**EXERCISE INSTRUCTIONS:** Would you print out every entry exactly as given?

**EXTRACTED RECORDS:**
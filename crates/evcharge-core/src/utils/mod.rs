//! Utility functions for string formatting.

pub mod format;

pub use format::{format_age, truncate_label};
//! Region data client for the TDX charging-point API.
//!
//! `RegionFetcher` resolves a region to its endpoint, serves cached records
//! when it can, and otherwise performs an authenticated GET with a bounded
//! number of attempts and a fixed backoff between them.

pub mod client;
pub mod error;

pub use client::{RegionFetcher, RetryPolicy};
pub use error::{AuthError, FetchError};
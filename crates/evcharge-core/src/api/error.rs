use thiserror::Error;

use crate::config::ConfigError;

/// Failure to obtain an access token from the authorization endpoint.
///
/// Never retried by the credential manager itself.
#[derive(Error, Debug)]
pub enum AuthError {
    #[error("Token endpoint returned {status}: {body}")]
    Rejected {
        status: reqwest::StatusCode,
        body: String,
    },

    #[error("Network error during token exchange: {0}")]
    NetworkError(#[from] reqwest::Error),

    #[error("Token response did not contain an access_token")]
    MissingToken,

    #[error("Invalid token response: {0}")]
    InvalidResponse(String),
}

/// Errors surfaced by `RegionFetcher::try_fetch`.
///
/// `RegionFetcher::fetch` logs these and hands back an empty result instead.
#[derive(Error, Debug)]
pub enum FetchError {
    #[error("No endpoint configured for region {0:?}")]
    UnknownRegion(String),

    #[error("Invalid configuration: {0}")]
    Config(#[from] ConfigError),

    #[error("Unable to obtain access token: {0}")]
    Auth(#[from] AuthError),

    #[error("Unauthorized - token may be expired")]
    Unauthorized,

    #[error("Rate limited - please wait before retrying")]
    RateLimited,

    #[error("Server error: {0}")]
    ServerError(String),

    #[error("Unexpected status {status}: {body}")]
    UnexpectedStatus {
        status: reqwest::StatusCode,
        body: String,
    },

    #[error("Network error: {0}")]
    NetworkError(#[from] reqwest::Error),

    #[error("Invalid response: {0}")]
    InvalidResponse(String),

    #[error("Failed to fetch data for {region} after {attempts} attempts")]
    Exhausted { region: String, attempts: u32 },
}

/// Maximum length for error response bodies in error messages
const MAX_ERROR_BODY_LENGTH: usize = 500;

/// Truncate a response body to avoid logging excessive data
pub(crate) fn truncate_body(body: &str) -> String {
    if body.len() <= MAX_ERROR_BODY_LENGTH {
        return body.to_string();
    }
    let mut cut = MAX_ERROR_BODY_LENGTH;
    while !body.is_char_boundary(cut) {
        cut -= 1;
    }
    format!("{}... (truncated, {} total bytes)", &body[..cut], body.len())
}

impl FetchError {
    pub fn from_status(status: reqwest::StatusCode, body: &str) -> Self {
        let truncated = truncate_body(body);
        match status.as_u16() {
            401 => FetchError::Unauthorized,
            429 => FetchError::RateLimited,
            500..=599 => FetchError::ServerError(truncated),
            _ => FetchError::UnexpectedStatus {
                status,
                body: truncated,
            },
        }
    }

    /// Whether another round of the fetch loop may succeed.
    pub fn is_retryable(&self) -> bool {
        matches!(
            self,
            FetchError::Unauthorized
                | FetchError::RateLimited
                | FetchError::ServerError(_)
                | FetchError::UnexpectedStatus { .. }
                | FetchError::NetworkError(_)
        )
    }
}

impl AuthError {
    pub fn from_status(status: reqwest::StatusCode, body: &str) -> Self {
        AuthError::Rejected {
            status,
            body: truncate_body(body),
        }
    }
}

**SOLUTION:**
filename crates/evcharge-core/src/utils/mod.rs
//! Utility functions for string formatting.

pub mod format;

pub use format::{format_age, truncate_label};
//! Region data client for the TDX charging-point API.
//!
//! `RegionFetcher` resolves a region to its endpoint, serves cached records
//! when it can, and otherwise performs an authenticated GET with a bounded
//! number of attempts and a fixed backoff between them.

pub mod client;
pub mod error;

pub use client::{RegionFetcher, RetryPolicy};
pub use error::{AuthError, FetchError};
filename crates/evcharge-core/src/api/error.rs
use thiserror::Error;

use crate::config::ConfigError;

/// Failure to obtain an access token from the authorization endpoint.
///
/// Never retried by the credential manager itself.
#[derive(Error, Debug)]
pub enum AuthError {
    #[error("Token endpoint returned {status}: {body}")]
    Rejected {
        status: reqwest::StatusCode,
        body: String,
    },

    #[error("Network error during token exchange: {0}")]
    NetworkError(#[from] reqwest::Error),

    #[error("Token response did not contain an access_token")]
    MissingToken,

    #[error("Invalid token response: {0}")]
    InvalidResponse(String),
}

/// Errors surfaced by `RegionFetcher::try_fetch`.
///
/// `RegionFetcher::fetch` logs these and hands back an empty result instead.
#[derive(Error, Debug)]
pub enum FetchError {
    #[error("No endpoint configured for region {0:?}")]
    UnknownRegion(String),

    #[error("Invalid configuration: {0}")]
    Config(#[from] ConfigError),

    #[error("Unable to obtain access token: {0}")]
    Auth(#[from] AuthError),

    #[error("Unauthorized - token may be expired")]
    Unauthorized,

    #[error("Rate limited - please wait before retrying")]
    RateLimited,

    #[error("Server error: {0}")]
    ServerError(String),

    #[error("Unexpected status {status}: {body}")]
    UnexpectedStatus {
        status: reqwest::StatusCode,
        body: String,
    },

    #[error("Network error: {0}")]
    NetworkError(#[from] reqwest::Error),

    #[error("Invalid response: {0}")]
    InvalidResponse(String),

    #[error("Failed to fetch data for {region} after {attempts} attempts")]
    Exhausted { region: String, attempts: u32 },
}

/// Maximum length for error response bodies in error messages
const MAX_ERROR_BODY_LENGTH: usize = 500;

/// Truncate a response body to avoid logging excessive data
pub(crate) fn truncate_body(body: &str) -> String {
    if body.len() <= MAX_ERROR_BODY_LENGTH {
        return body.to_string();
    }
    let mut cut = MAX_ERROR_BODY_LENGTH;
    while !body.is_char_boundary(cut) {
        cut -= 1;
    }
    format!("{}... (truncated, {} total bytes)", &body[..cut], body.len())
}

impl FetchError {
    pub fn from_status(status: reqwest::StatusCode, body: &str) -> Self {
        let truncated = truncate_body(body);
        match status.as_u16() {
            401 => FetchError::Unauthorized,
            429 => FetchError::RateLimited,
            500..=599 => FetchError::ServerError(truncated),
            _ => FetchError::UnexpectedStatus {
                status,
                body: truncated,
            },
        }
    }

    /// Whether another round of the fetch loop may succeed.
    pub fn is_retryable(&self) -> bool {
        matches!(
            self,
            FetchError::Unauthorized
                | FetchError::RateLimited
                | FetchError::ServerError(_)
                | FetchError::UnexpectedStatus { .. }
                | FetchError::NetworkError(_)
        )
    }
}

impl AuthError {
    pub fn from_status(status: reqwest::StatusCode, body: &str) -> Self {
        AuthError::Rejected {
            status,
            body: truncate_body(body),
        }
    }
}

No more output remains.